Biden Backtrack? President Now Says He Will Not Veto Infrastructure Deal
WASHINGTON, DC - JUNE 24: U.S. President Joe Biden delivers remarks on the Senate's bipartisan infrastructure deal at the White House on June 24, 2021 in Washington, DC. Biden said both sides made compromises on the nearly $1 trillion infrastructure bill (Photo by Kevin Dietsch/Getty Images)
Kevin Dietsch/Getty Images

The Biden White House said Saturday that he does not plan to veto a “compromise” infrastructure bill inked in a deal between moderate Republicans and Democrats late last week, despite indications from the White House that the president and Speaker of the House Nancy Pelosi (D-CA) would tie passing the compromise bill to an agreement not to filibuster other landmark legislation.

“President Biden walked back comments tying the fate of a roughly $1 trillion bipartisan infrastructure agreement to a separate, Democratic effort to pass a broad anti-poverty plan, recommitting to the bipartisan deal after Republicans threatened to withdraw their support,” The Wall Street Journal reported Sunday.

The “anti-poverty plan” is the second, more expansive “infrastructure bill” that includes trillions of dollars in spending for “childcare, education, and other Democratic priorities paid for with tax increases on corporations and high-income Americans” — the bill that Democrats had promoted with an extensive campaign widening the definition of “infrastructure.”

The plan inked last week, by contrast, deals mostly with physical infrastructure improvements and contains grants for roads, bridges, and railways.

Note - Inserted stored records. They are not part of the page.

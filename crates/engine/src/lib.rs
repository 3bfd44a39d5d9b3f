//! Post store engine for the branching blog
//!
//! This crate owns all mutable state:
//! - PostStore: canonical post collection behind a single RwLock
//! - Branch tree index: fork trees and lineage computed from snapshots
//! - Media binder: turns uploads into media bundles via an external analyzer
//! - BlogConfig: `branchblog.toml` configuration
//!
//! Handlers hold an `Arc<PostStore>`; there is no global state.

#![warn(missing_docs)]
#![warn(clippy::all)]

pub mod config;
pub mod media;
pub mod store;
pub mod tree;

pub use config::{BlogConfig, ConfigError, DeletedPostPolicy, CONFIG_FILE_NAME};
pub use media::{bind, bind_optional, MediaAnalyzer, MediaUpload, NoopAnalyzer};
pub use store::{check_invariants, PostStore};
pub use tree::{ancestors, build_tree};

“The bottom line is this: I gave my word to support the Infrastructure Plan, and that’s what I intend to do. I intend to pursue the passage of that plan, which Democrats and Republicans agreed to on Thursday, with vigor,” the president said in a statement, which added that the president plans to travel to Capitol Hill this week to hash out details of the agreement.

Biden shocked Republicans, both on the team negotiating the compromise infrastructure bill and Republicans in Congress, generally, when, Thursday, he tried to “[reassure] progressive Democrats who sought a guarantee that the Biden administration would still seek a second package,” the WSJ noted, and heavily implied that he would require Republicans to agree not to filibuster the second “infrastructure bill” in order to pass the first one.

Now, Biden says he is fully committed to both bills.

“I intend to work hard to get both of them passed because our country needs both—and I ran a winning campaign for President that promised to deliver on both. No one should be surprised that that is precisely what I am doing,” he said.

For now, CNN noted, Congressional Republicans say they’re willing to accept Biden at his word, that he will not try to renegotiate what is currently a closed deal.

“Republican senators, who were enraged to hear Biden deliver an ultimatum that he wouldn’t sign the $1.2 trillion deal without a much larger and more partisan bill alongside, accepted his public walk-back in television appearances on Sunday morning,” CNN reported Sunday.

Sen. Mitt Romney (R-UT), one of the leaders of the compromise deal told CNN’s Jake Tapper, “I am totally confident the President will sign it if it comes to his desk.”

Sen. Bill Cassidy (R-LA) was less sure in his own interview with NBC.

“We’ll see going forward,” he said, “but I’ll continue to work for the bill.”